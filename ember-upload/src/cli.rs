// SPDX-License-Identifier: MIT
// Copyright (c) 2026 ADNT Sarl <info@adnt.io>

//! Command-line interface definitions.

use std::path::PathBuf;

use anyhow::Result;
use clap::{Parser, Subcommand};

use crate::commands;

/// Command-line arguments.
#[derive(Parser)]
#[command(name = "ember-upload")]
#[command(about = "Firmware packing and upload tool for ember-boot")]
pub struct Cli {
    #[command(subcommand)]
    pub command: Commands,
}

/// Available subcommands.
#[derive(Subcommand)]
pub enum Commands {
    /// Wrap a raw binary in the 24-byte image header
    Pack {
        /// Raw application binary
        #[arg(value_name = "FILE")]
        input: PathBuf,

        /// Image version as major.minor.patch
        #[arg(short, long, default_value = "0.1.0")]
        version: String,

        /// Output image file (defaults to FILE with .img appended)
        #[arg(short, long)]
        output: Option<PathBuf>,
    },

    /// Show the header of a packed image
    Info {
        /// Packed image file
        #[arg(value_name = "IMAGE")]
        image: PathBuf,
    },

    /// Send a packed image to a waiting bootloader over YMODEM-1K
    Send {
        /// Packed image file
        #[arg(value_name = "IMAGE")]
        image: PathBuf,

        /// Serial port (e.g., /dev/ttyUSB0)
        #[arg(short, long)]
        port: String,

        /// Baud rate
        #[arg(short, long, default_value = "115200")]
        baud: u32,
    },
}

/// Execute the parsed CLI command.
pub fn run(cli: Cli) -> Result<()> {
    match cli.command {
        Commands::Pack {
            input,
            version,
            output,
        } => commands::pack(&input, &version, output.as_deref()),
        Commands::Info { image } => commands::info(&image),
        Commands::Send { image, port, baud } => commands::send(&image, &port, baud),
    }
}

▬▬▬▬▬▬▬▬▬▬

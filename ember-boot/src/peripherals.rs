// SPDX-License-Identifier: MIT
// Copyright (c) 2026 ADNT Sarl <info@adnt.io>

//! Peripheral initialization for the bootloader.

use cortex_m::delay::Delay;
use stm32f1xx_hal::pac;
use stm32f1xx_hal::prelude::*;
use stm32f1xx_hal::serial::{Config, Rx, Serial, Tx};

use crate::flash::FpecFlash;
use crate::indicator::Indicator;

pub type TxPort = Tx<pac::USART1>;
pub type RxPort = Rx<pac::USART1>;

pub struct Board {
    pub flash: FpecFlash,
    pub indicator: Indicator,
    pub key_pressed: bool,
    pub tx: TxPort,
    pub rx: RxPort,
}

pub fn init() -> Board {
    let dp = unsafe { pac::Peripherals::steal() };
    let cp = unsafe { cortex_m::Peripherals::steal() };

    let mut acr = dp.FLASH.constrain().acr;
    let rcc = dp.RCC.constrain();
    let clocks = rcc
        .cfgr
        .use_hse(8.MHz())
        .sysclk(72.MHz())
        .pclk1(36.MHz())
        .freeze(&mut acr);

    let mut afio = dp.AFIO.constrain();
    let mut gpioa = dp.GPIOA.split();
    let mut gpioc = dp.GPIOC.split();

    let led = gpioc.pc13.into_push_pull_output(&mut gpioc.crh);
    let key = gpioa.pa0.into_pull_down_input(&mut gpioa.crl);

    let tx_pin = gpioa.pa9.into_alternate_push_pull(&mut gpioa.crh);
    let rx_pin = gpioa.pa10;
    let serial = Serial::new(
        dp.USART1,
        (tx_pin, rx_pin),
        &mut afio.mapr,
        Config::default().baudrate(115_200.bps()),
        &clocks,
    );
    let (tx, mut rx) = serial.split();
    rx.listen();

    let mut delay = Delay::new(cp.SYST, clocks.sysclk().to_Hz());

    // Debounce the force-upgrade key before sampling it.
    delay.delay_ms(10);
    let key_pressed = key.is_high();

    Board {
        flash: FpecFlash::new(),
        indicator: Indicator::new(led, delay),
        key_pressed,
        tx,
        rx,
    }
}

▬▬▬▬▬▬▬▬▬▬

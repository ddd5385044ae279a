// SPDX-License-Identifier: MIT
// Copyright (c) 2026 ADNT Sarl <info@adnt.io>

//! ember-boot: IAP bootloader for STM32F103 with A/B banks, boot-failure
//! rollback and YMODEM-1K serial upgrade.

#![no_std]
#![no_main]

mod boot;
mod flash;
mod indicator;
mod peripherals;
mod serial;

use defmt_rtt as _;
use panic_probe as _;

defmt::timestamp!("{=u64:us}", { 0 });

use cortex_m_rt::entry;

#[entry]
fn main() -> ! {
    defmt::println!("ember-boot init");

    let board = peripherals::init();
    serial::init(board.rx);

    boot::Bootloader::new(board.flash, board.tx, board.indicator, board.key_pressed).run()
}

▬▬▬▬▬▬▬▬▬▬

WORK TASK: For each line of the data that has the word "YMODEM", report that line.

ANSWER BOX:
    /// Send a packed image to a waiting bootloader over YMODEM-1K
//! rollback and YMODEM-1K serial upgrade.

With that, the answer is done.